===== Raw data =====

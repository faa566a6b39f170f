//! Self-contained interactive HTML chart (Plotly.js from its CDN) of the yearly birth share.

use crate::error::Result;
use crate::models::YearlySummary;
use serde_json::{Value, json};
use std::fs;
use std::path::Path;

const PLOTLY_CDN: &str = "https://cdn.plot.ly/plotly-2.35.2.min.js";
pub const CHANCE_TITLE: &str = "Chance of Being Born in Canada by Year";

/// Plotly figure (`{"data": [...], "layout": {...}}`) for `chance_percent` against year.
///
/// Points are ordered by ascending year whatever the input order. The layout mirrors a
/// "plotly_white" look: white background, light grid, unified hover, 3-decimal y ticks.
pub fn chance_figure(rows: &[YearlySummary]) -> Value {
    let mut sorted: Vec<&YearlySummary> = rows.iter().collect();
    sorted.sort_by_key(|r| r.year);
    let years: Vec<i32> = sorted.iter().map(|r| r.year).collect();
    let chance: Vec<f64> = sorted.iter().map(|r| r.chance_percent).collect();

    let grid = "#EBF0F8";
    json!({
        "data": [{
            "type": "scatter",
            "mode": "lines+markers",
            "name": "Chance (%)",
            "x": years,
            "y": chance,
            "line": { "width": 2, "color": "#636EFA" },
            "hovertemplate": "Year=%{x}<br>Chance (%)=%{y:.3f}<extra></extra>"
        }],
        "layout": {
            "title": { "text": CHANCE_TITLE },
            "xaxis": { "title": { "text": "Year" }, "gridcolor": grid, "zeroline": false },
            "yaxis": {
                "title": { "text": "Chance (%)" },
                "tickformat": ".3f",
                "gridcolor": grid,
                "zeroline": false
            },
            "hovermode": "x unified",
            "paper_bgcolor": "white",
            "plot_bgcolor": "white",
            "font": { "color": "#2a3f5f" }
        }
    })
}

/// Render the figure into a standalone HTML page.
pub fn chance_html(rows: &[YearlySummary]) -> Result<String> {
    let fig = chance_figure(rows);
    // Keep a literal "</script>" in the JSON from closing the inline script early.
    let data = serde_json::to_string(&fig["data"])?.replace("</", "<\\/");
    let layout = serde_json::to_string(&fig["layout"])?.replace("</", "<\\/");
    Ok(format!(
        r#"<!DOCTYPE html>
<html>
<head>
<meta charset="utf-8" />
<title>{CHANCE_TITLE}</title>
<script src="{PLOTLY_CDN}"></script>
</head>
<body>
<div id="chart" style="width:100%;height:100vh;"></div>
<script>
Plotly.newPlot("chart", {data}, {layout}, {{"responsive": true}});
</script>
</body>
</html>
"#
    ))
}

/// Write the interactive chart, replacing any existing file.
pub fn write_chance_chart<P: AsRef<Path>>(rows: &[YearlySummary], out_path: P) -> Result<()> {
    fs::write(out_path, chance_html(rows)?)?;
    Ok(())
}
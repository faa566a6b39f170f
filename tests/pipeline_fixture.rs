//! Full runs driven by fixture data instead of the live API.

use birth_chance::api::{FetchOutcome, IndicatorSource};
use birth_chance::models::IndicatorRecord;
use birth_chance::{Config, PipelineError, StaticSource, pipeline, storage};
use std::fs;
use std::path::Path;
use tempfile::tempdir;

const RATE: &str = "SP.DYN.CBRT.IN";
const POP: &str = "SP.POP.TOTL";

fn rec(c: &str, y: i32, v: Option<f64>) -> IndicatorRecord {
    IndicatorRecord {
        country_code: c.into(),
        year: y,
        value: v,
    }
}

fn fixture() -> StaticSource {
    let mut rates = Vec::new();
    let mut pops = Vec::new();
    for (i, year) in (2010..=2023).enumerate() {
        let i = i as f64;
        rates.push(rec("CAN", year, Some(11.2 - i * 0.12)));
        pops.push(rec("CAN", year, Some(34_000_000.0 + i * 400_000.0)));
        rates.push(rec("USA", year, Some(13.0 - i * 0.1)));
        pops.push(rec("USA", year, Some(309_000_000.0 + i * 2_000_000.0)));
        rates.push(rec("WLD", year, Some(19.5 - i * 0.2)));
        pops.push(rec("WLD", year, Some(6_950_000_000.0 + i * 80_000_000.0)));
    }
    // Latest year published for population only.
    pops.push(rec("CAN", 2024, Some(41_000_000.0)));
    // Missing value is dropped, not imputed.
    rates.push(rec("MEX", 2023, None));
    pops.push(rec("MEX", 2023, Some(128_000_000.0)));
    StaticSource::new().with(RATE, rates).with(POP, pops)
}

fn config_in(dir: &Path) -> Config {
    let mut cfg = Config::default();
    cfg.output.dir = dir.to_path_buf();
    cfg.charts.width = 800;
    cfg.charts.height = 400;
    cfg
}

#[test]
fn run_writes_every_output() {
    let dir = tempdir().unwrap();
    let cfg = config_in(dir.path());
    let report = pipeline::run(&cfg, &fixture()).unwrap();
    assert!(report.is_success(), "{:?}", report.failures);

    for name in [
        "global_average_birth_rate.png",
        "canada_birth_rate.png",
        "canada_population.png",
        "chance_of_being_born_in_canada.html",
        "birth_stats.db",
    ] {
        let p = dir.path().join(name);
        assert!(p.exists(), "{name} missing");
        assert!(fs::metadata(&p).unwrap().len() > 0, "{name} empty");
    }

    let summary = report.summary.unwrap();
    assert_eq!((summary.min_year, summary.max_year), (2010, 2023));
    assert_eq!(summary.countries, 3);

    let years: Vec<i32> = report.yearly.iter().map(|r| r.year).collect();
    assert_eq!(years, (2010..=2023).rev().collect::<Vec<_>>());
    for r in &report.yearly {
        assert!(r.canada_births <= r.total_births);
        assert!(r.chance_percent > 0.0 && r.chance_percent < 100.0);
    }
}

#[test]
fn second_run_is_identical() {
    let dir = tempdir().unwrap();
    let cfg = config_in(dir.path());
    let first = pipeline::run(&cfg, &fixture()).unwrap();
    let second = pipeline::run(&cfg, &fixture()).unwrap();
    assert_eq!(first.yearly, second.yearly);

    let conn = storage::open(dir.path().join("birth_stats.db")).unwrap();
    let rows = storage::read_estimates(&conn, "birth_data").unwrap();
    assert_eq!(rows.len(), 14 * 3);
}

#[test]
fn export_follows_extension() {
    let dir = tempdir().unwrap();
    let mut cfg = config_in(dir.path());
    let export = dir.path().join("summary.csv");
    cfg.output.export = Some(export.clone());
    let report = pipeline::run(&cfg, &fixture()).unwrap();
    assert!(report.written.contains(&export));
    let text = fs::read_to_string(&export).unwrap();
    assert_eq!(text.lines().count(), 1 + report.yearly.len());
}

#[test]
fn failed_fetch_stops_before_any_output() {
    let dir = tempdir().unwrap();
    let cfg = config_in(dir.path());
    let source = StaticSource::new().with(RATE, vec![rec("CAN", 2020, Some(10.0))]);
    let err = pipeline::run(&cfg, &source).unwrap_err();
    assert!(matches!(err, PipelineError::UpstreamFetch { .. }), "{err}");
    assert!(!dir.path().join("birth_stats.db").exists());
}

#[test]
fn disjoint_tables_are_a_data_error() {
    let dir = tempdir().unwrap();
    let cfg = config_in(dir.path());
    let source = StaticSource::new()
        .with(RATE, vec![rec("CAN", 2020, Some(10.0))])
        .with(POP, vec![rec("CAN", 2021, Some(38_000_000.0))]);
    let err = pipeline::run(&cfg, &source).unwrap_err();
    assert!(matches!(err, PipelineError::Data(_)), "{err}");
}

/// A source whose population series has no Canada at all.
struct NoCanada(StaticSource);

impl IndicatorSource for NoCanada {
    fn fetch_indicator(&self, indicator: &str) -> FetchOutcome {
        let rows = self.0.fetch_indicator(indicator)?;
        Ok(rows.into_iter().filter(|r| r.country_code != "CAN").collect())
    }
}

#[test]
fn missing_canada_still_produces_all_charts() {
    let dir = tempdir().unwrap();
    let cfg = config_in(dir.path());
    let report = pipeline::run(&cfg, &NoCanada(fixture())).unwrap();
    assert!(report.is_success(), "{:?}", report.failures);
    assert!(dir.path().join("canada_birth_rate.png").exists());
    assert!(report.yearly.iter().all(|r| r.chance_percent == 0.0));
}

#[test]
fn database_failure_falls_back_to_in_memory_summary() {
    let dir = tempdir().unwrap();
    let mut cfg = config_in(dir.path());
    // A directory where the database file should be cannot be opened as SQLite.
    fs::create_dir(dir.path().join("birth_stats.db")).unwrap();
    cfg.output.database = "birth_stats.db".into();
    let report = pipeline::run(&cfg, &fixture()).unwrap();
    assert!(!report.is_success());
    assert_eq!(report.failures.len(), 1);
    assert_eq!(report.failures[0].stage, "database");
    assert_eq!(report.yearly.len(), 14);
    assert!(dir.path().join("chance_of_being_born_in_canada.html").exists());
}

=====
===== Raw data =====

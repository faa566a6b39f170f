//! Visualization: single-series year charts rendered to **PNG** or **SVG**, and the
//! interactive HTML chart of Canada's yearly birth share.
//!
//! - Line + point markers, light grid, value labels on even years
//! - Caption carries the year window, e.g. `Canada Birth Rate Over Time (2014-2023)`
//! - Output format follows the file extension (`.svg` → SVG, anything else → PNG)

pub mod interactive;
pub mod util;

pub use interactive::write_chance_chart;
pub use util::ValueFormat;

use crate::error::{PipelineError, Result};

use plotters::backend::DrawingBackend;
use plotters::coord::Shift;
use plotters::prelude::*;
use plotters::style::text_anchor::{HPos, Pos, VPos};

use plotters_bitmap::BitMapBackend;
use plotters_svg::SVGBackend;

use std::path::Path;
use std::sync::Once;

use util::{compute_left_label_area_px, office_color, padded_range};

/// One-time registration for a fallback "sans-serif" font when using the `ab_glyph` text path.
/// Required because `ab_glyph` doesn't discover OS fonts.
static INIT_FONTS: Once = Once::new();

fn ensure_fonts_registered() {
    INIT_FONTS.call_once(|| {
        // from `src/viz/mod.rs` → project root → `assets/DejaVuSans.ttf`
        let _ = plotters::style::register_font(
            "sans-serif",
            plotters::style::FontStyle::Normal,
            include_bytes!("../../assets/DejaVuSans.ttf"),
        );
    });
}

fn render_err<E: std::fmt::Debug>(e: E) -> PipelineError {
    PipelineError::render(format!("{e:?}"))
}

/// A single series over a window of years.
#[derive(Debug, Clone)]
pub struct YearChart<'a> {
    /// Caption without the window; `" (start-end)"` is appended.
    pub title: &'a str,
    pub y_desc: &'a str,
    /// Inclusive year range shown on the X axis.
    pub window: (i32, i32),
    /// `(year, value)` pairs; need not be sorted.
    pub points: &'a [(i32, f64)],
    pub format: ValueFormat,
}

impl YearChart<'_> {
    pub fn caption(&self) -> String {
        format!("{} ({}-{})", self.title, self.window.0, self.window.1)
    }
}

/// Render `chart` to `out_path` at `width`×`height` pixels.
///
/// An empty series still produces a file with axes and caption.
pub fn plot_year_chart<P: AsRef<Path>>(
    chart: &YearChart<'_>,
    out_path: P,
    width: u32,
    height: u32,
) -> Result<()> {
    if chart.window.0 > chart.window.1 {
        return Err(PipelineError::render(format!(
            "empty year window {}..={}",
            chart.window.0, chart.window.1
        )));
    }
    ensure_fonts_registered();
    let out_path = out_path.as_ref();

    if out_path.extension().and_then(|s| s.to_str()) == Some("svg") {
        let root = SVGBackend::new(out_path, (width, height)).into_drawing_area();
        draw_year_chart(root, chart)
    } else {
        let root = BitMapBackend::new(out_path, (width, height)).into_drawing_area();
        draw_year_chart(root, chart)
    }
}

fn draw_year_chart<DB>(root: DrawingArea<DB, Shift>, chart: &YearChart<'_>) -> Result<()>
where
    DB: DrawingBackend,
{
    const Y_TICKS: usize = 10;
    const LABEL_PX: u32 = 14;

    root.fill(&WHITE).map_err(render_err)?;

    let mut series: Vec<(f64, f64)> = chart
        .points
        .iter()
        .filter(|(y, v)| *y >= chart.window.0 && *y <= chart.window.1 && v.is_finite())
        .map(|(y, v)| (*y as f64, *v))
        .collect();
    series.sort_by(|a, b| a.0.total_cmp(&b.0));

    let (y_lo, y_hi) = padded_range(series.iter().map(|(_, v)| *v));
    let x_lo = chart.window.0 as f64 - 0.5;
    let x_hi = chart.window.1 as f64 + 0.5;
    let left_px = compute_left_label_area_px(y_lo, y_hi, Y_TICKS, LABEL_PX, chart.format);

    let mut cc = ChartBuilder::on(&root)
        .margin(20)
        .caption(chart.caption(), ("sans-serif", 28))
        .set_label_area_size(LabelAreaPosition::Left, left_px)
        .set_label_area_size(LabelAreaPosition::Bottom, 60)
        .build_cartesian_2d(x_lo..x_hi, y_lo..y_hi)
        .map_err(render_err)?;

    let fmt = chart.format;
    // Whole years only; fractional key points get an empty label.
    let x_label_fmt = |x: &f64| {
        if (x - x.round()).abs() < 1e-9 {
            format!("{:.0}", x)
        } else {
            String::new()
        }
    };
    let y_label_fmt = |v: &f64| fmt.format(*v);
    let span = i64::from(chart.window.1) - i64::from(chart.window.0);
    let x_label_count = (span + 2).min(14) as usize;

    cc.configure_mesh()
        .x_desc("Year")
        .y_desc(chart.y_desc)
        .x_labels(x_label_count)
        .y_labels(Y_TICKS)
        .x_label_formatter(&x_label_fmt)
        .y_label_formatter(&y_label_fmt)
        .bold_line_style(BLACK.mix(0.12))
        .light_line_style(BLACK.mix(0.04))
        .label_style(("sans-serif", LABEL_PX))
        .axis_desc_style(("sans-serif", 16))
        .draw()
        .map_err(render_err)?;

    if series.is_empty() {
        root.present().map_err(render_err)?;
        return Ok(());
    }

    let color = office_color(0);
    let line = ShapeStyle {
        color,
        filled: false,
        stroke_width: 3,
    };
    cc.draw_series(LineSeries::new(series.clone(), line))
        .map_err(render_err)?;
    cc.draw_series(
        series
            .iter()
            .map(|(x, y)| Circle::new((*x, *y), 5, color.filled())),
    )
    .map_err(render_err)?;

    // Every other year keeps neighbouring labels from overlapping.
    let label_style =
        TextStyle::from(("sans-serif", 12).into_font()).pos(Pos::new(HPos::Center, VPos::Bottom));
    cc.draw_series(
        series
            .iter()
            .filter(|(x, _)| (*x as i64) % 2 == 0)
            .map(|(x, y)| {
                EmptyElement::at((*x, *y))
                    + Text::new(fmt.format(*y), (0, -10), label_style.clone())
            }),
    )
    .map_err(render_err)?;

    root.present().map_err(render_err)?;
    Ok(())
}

=====
===== Raw data =====

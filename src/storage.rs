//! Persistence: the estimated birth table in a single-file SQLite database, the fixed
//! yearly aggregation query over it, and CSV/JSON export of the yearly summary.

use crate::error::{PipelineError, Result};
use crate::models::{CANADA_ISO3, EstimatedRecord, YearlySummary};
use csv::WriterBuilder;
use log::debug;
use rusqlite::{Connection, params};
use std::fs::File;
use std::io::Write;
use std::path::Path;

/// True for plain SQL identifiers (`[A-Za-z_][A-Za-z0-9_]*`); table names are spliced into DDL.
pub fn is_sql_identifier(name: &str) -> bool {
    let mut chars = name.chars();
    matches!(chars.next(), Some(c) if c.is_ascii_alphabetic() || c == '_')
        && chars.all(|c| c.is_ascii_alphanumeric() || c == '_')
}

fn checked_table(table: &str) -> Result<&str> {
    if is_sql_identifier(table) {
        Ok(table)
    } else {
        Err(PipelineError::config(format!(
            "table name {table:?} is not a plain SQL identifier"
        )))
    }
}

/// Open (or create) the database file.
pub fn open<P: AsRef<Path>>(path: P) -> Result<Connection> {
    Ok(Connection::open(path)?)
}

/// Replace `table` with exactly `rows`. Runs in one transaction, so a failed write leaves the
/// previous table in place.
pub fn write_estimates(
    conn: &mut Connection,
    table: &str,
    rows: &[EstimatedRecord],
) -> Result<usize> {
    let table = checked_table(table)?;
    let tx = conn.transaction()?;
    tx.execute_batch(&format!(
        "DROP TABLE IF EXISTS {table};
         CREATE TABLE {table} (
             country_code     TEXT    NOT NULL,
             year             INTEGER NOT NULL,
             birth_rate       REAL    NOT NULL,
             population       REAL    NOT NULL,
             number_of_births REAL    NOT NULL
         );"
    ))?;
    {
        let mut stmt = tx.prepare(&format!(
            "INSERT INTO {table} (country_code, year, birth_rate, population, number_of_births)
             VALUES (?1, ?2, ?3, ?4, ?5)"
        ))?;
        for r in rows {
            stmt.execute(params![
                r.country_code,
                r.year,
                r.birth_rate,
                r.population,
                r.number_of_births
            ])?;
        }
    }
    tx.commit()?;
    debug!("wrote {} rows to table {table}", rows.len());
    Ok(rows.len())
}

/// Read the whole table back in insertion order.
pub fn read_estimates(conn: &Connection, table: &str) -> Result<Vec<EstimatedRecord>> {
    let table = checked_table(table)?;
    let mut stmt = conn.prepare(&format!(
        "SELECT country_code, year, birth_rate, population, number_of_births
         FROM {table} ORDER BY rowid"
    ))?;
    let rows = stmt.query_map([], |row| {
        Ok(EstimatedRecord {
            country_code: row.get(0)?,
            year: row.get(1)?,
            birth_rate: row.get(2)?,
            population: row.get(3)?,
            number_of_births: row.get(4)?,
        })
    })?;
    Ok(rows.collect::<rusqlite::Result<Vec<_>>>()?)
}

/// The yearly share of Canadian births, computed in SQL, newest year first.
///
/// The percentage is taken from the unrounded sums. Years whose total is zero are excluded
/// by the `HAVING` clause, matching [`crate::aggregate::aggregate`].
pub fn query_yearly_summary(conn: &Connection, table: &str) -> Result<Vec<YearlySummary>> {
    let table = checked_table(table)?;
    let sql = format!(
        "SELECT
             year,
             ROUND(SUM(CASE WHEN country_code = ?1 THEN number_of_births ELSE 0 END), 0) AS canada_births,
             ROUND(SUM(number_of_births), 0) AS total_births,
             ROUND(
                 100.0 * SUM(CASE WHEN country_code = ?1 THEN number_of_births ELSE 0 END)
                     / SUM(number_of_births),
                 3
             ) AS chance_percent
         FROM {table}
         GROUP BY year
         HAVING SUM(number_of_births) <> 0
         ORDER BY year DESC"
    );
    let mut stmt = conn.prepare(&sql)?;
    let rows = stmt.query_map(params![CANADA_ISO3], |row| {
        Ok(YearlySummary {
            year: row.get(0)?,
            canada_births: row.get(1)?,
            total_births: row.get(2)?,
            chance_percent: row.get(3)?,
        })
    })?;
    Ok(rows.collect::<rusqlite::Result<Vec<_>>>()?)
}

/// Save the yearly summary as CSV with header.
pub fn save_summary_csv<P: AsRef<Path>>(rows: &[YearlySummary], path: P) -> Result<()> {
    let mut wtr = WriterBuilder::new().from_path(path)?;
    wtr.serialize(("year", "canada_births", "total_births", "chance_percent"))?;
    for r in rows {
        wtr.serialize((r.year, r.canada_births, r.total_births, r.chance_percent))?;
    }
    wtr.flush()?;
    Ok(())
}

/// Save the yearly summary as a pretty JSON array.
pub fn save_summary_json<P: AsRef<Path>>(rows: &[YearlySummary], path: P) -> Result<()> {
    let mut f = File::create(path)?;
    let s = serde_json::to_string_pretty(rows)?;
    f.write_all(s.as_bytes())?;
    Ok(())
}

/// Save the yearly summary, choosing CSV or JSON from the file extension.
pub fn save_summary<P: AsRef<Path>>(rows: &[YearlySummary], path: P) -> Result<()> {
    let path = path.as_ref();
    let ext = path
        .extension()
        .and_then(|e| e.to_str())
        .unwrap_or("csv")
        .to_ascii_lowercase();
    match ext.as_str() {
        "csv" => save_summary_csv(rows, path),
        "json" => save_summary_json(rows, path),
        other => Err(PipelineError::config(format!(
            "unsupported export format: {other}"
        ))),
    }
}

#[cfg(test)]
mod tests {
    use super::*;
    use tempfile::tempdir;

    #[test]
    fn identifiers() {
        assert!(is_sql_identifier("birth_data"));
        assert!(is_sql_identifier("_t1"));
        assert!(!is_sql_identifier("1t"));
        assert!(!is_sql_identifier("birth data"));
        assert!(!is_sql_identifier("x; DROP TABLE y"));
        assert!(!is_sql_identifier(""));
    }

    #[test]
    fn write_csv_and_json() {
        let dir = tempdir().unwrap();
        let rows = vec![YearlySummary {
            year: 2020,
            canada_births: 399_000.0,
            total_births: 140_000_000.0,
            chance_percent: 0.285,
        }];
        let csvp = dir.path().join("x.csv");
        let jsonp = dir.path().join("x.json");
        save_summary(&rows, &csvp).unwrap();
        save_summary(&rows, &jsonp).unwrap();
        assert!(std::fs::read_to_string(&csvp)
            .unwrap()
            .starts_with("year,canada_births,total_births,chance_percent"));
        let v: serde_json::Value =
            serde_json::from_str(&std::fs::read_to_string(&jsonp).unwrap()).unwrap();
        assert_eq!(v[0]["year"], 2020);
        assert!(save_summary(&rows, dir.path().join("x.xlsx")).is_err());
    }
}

=====

- Work required -
Of the lines above, output exactly those from the line bearing "spliced into DDL." through the line bearing "the database file.", inclusive.

- The answer -
/// True for plain SQL identifiers (`[A-Za-z_][A-Za-z0-9_]*`); table names are spliced into DDL.
pub fn is_sql_identifier(name: &str) -> bool {
    let mut chars = name.chars();
    matches!(chars.next(), Some(c) if c.is_ascii_alphabetic() || c == '_')
        && chars.all(|c| c.is_ascii_alphanumeric() || c == '_')
}

fn checked_table(table: &str) -> Result<&str> {
    if is_sql_identifier(table) {
        Ok(table)
    } else {
        Err(PipelineError::config(format!(
            "table name {table:?} is not a plain SQL identifier"
        )))
    }
}

/// Open (or create) the database file.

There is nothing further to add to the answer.